| PROVIDED INFORMATION |
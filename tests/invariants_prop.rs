//! Property tests for the transition kernel.
//!
//! Random seeds drive rollouts with arbitrary legal moves; the invariants must
//! hold whatever the policy.

use proptest::prelude::*;
use tetris_lookahead::core::{GameState, UniformPieces};
use tetris_lookahead::types::{GRID_HEIGHT, GRID_WIDTH, LINE_SCORES};

proptest! {
    #![proptest_config(ProptestConfig::with_cases(48))]

    #[test]
    fn legal_steps_keep_invariants(seed in any::<u64>(), picks in prop::collection::vec(any::<usize>(), 1..60)) {
        let mut source = UniformPieces::seeded(seed);
        let mut state = GameState::new(&mut source);

        for pick in picks {
            let actions = state.legal_actions();
            prop_assert_eq!(actions.is_empty(), state.is_done());
            if actions.is_empty() {
                break;
            }

            let action = actions[pick % actions.len()];
            prop_assert!(state.is_legal(action));
            let shape_cells = state.front_shape(action.rotation).filled_count();
            let before = state.grid().occupied_count();

            let placement = state.placement(action).expect("legal action must fit");
            let cleared = placement.lines_cleared();
            prop_assert!(cleared <= 4);
            prop_assert_eq!(placement.score_delta, LINE_SCORES[cleared]);
            prop_assert_eq!(
                placement.grid.occupied_count(),
                before + shape_cells - cleared * GRID_WIDTH
            );
            for row in 0..cleared {
                prop_assert!(placement.grid.is_row_empty(row));
            }
            for row in 0..GRID_HEIGHT {
                prop_assert!(!placement.grid.is_row_full(row));
            }

            let next = state.step(action, &mut source);
            prop_assert_eq!(next.grid(), &placement.grid);
            prop_assert_eq!(next.grid().width(), GRID_WIDTH);
            prop_assert_eq!(next.grid().height(), GRID_HEIGHT);
            prop_assert_eq!(next.score(), state.score() + placement.score_delta);
            prop_assert_eq!(next.queue().len(), state.queue().len());
            prop_assert_eq!(&next.queue().as_slice()[..3], &state.queue().as_slice()[1..]);
            state = next;
        }
    }
}
//! GameView: maps a grid or game state into console text.
//!
//! This module is pure (no I/O). It can be unit-tested.

use std::fmt::Write;

use crate::core::{GameState, Grid};

/// How much of a state to print besides the grid.
#[derive(Debug, Clone, Copy, PartialEq, Eq, Default)]
pub struct GameView {
    /// Print a `score: .. lines: .. next: ..` line under the grid.
    pub show_status: bool,
}

impl GameView {
    pub fn new(show_status: bool) -> Self {
        Self { show_status }
    }

    /// Append the text for `state` to `out`.
    pub fn render_into(&self, state: &GameState, out: &mut String) {
        encode_grid_into(state.grid(), out);
        if self.show_status {
            let next: Vec<&str> = state.queue().iter().map(|kind| kind.as_str()).collect();
            // Writing into a String cannot fail.
            let _ = writeln!(
                out,
                "score: {} lines: {} pieces: {} next: {}",
                state.score(),
                state.lines(),
                state.pieces(),
                next.join(" ")
            );
        }
        out.push('\n');
    }

    pub fn render(&self, state: &GameState) -> String {
        let mut out = String::new();
        self.render_into(state, &mut out);
        out
    }
}

/// One line per row, top first, cells as `0`/`1` in list form: `[0, 1, ...]`.
pub fn encode_grid_into(grid: &Grid, out: &mut String) {
    for row in grid.rows() {
        out.push('[');
        for (column, &cell) in row.iter().enumerate() {
            if column > 0 {
                out.push_str(", ");
            }
            out.push(if cell { '1' } else { '0' });
        }
        out.push_str("]\n");
    }
}
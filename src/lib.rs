//! Tetris lookahead (workspace facade crate).
//!
//! Re-exports the member crates as `tetris_lookahead::{core,engine,term,types}`
//! so the binary, the integration tests and the benches share one import path.

pub use tetris_lookahead_core as core;
pub use tetris_lookahead_engine as engine;
pub use tetris_lookahead_term as term;
pub use tetris_lookahead_types as types;
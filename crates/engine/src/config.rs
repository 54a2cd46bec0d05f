//! Search configuration

use std::time::Duration;

use crate::types::QUEUE_LEN;

/// Default wall-clock budget per decision
pub const DEFAULT_BUDGET: Duration = Duration::from_secs(10);

/// Knobs for [`crate::Planner`]
#[derive(Debug, Clone, Copy, PartialEq, Eq)]
pub struct SearchConfig {
    /// Wall-clock budget for one decision
    pub budget: Duration,
    /// Deepest ply explored; capped at the queue length because deeper plies
    /// would place pieces nobody has seen yet
    pub max_plies: usize,
    /// Prune search moves that touch the rightmost column
    pub keep_right_column_free: bool,
    /// With the bar in front, take any four-row clear without searching
    pub tetris_shortcut: bool,
}

impl Default for SearchConfig {
    fn default() -> Self {
        Self {
            budget: DEFAULT_BUDGET,
            max_plies: QUEUE_LEN,
            keep_right_column_free: true,
            tetris_shortcut: true,
        }
    }
}

impl SearchConfig {
    pub fn with_budget(mut self, budget: Duration) -> Self {
        self.budget = budget;
        self
    }

    pub fn with_max_plies(mut self, max_plies: usize) -> Self {
        self.max_plies = max_plies;
        self
    }

    pub fn with_keep_right_column_free(mut self, enabled: bool) -> Self {
        self.keep_right_column_free = enabled;
        self
    }

    pub fn with_tetris_shortcut(mut self, enabled: bool) -> Self {
        self.tetris_shortcut = enabled;
        self
    }

    /// Ply bound actually used: `max_plies` clamped to `1..=QUEUE_LEN`
    pub fn ply_limit(&self) -> usize {
        self.max_plies.clamp(1, QUEUE_LEN)
    }
}

#[cfg(test)]
mod tests {
    use super::*;

    #[test]
    fn defaults() {
        let config = SearchConfig::default();
        assert_eq!(config.budget, Duration::from_secs(10));
        assert_eq!(config.ply_limit(), 4);
        assert!(config.keep_right_column_free);
        assert!(config.tetris_shortcut);
    }

    #[test]
    fn ply_limit_is_clamped() {
        assert_eq!(SearchConfig::default().with_max_plies(0).ply_limit(), 1);
        assert_eq!(SearchConfig::default().with_max_plies(9).ply_limit(), 4);
        assert_eq!(SearchConfig::default().with_max_plies(2).ply_limit(), 2);
    }
}
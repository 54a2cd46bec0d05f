//! Shapes module - piece catalog and clockwise rotation
//!
//! Each piece kind has a base shape; the other three orientations are derived
//! by rotating it 90° clockwise one, two and three times. The full
//! `[piece][rotation]` table is computed once per process and shared.

use std::sync::OnceLock;

use arrayvec::ArrayVec;

use crate::types::{PieceKind, Rotation, MAX_SHAPE_SIDE};

/// Rectangular boolean matrix, row-major, at most 4x4
#[derive(Debug, Clone, PartialEq, Eq)]
pub struct Shape {
    height: usize,
    width: usize,
    cells: ArrayVec<bool, { MAX_SHAPE_SIDE * MAX_SHAPE_SIDE }>,
}

impl Shape {
    /// Build a shape from rows of cells.
    ///
    /// Panics if the rows are ragged, empty, or larger than 4x4. Shapes are
    /// static configuration, so a malformed one is a programming error.
    pub fn from_rows(rows: &[&[bool]]) -> Self {
        let height = rows.len();
        let width = rows.first().map_or(0, |row| row.len());
        assert!(
            (1..=MAX_SHAPE_SIDE).contains(&height) && (1..=MAX_SHAPE_SIDE).contains(&width),
            "shape must be between 1x1 and {MAX_SHAPE_SIDE}x{MAX_SHAPE_SIDE}, got {height}x{width}"
        );
        let mut cells = ArrayVec::new();
        for row in rows {
            assert_eq!(row.len(), width, "shape rows must all have the same width");
            cells.extend(row.iter().copied());
        }
        Self {
            height,
            width,
            cells,
        }
    }

    pub fn height(&self) -> usize {
        self.height
    }

    pub fn width(&self) -> usize {
        self.width
    }

    /// Cell at (row, column) of the bounding box
    #[inline(always)]
    pub fn get(&self, row: usize, column: usize) -> bool {
        row < self.height && column < self.width && self.cells[row * self.width + column]
    }

    /// Offsets of the filled cells, row by row
    pub fn filled_cells(&self) -> impl Iterator<Item = (usize, usize)> + '_ {
        (0..self.height)
            .flat_map(move |row| (0..self.width).map(move |column| (row, column)))
            .filter(move |&(row, column)| self.get(row, column))
    }

    pub fn filled_count(&self) -> usize {
        self.cells.iter().filter(|&&cell| cell).count()
    }

    /// Lowest filled row of the given shape column.
    ///
    /// # Panics
    ///
    /// Panics if the column has no filled cell: the shape table is corrupt and
    /// there is no meaningful resting row.
    pub fn bottom_row_in_column(&self, column: usize) -> usize {
        match (0..self.height).rev().find(|&row| self.get(row, column)) {
            Some(row) => row,
            None => panic!(
                "shape column {column} has no filled cell; the shape table is corrupt: {self:?}"
            ),
        }
    }

    /// True when every column holds at least one filled cell
    pub fn has_no_empty_column(&self) -> bool {
        (0..self.width).all(|column| (0..self.height).any(|row| self.get(row, column)))
    }
}

/// Rotate 90° clockwise: cell (r, c) of an h x w shape lands on (c, h-1-r) of a w x h shape
fn rotate_90(shape: &Shape) -> Shape {
    let height = shape.width;
    let width = shape.height;
    let mut cells: ArrayVec<bool, { MAX_SHAPE_SIDE * MAX_SHAPE_SIDE }> =
        (0..height * width).map(|_| false).collect();
    for row in 0..shape.height {
        for column in 0..shape.width {
            cells[column * width + (shape.height - 1 - row)] = shape.get(row, column);
        }
    }
    Shape {
        height,
        width,
        cells,
    }
}

/// Rotate a shape clockwise by the given rotation
pub fn rotate(shape: &Shape, rotation: Rotation) -> Shape {
    let mut rotated = shape.clone();
    for _ in 0..rotation.index() {
        rotated = rotate_90(&rotated);
    }
    rotated
}

const X: bool = true;
const O: bool = false;

/// Base (North) shape of a piece kind
pub fn base_shape(kind: PieceKind) -> Shape {
    match kind {
        PieceKind::L => Shape::from_rows(&[&[X, O], &[X, O], &[X, X]]),
        PieceKind::J => Shape::from_rows(&[&[O, X], &[O, X], &[X, X]]),
        PieceKind::O => Shape::from_rows(&[&[X, X], &[X, X]]),
        PieceKind::S => Shape::from_rows(&[&[O, X, X], &[X, X, O]]),
        PieceKind::Z => Shape::from_rows(&[&[X, X, O], &[O, X, X]]),
        PieceKind::I => Shape::from_rows(&[&[X], &[X], &[X], &[X]]),
    }
}

/// Precomputed rotations of every base shape, indexed `[piece][rotation]`
#[derive(Debug, Clone)]
pub struct ShapeLibrary {
    shapes: [[Shape; 4]; 6],
}

impl ShapeLibrary {
    /// Build the table and check the catalog invariants.
    ///
    /// Every rotation must keep the filled-cell count of its base shape and
    /// must not contain an all-empty column.
    pub fn new() -> Self {
        let shapes = PieceKind::ALL.map(|kind| {
            let base = base_shape(kind);
            Rotation::ALL.map(|rotation| {
                let rotated = rotate(&base, rotation);
                assert_eq!(
                    rotated.filled_count(),
                    base.filled_count(),
                    "rotating {kind} by {rotation} changed its cell count"
                );
                assert!(
                    rotated.has_no_empty_column(),
                    "{kind} rotated {rotation} has an empty column"
                );
                rotated
            })
        });
        Self { shapes }
    }

    /// Shape of `kind` in the given rotation
    #[inline]
    pub fn get(&self, kind: PieceKind, rotation: Rotation) -> &Shape {
        &self.shapes[kind.index()][rotation.index()]
    }
}

impl Default for ShapeLibrary {
    fn default() -> Self {
        Self::new()
    }
}

static LIBRARY: OnceLock<ShapeLibrary> = OnceLock::new();

/// Process-wide shape table, built on first use
pub fn library() -> &'static ShapeLibrary {
    LIBRARY.get_or_init(ShapeLibrary::new)
}

/// Shape of `kind` in the given rotation from the process-wide table
pub fn shape(kind: PieceKind, rotation: Rotation) -> &'static Shape {
    library().get(kind, rotation)
}

#[cfg(test)]
mod tests {
    use super::*;

    #[test]
    fn test_rotate_90_reindexes_cells() {
        let l = base_shape(PieceKind::L);
        let east = rotate(&l, Rotation::East);

        assert_eq!((east.height(), east.width()), (2, 3));
        // X X X
        // X . .
        assert!(east.get(0, 0) && east.get(0, 1) && east.get(0, 2));
        assert!(east.get(1, 0));
        assert!(!east.get(1, 1) && !east.get(1, 2));
    }

    #[test]
    fn test_full_turn_is_identity() {
        for kind in PieceKind::ALL {
            let base = base_shape(kind);
            let mut shape = base.clone();
            for _ in 0..4 {
                shape = rotate(&shape, Rotation::East);
            }
            assert_eq!(shape, base, "{kind} changed after 360°");
        }
    }

    #[test]
    fn test_bar_orientations() {
        let lib = ShapeLibrary::new();
        let north = lib.get(PieceKind::I, Rotation::North);
        let east = lib.get(PieceKind::I, Rotation::East);
        assert_eq!((north.height(), north.width()), (4, 1));
        assert_eq!((east.height(), east.width()), (1, 4));
    }

    #[test]
    fn test_bottom_row_in_column() {
        let s = base_shape(PieceKind::S);
        assert_eq!(s.bottom_row_in_column(0), 1);
        assert_eq!(s.bottom_row_in_column(1), 1);
        assert_eq!(s.bottom_row_in_column(2), 0);
    }

    #[test]
    #[should_panic(expected = "no filled cell")]
    fn test_bottom_row_panics_on_empty_column() {
        let broken = Shape::from_rows(&[&[X, O], &[X, O]]);
        broken.bottom_row_in_column(1);
    }

    #[test]
    fn test_library_is_shared() {
        assert!(std::ptr::eq(library(), library()));
        assert_eq!(shape(PieceKind::O, Rotation::South).filled_count(), 4);
    }
}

| PROBLEM TO WORK ON |
As you read the records above, find each line that contains "filename" and copy it.

| RESULT BELOW |
filename tests/invariants_prop.rs
filename src/lib.rs
filename crates/engine/src/config.rs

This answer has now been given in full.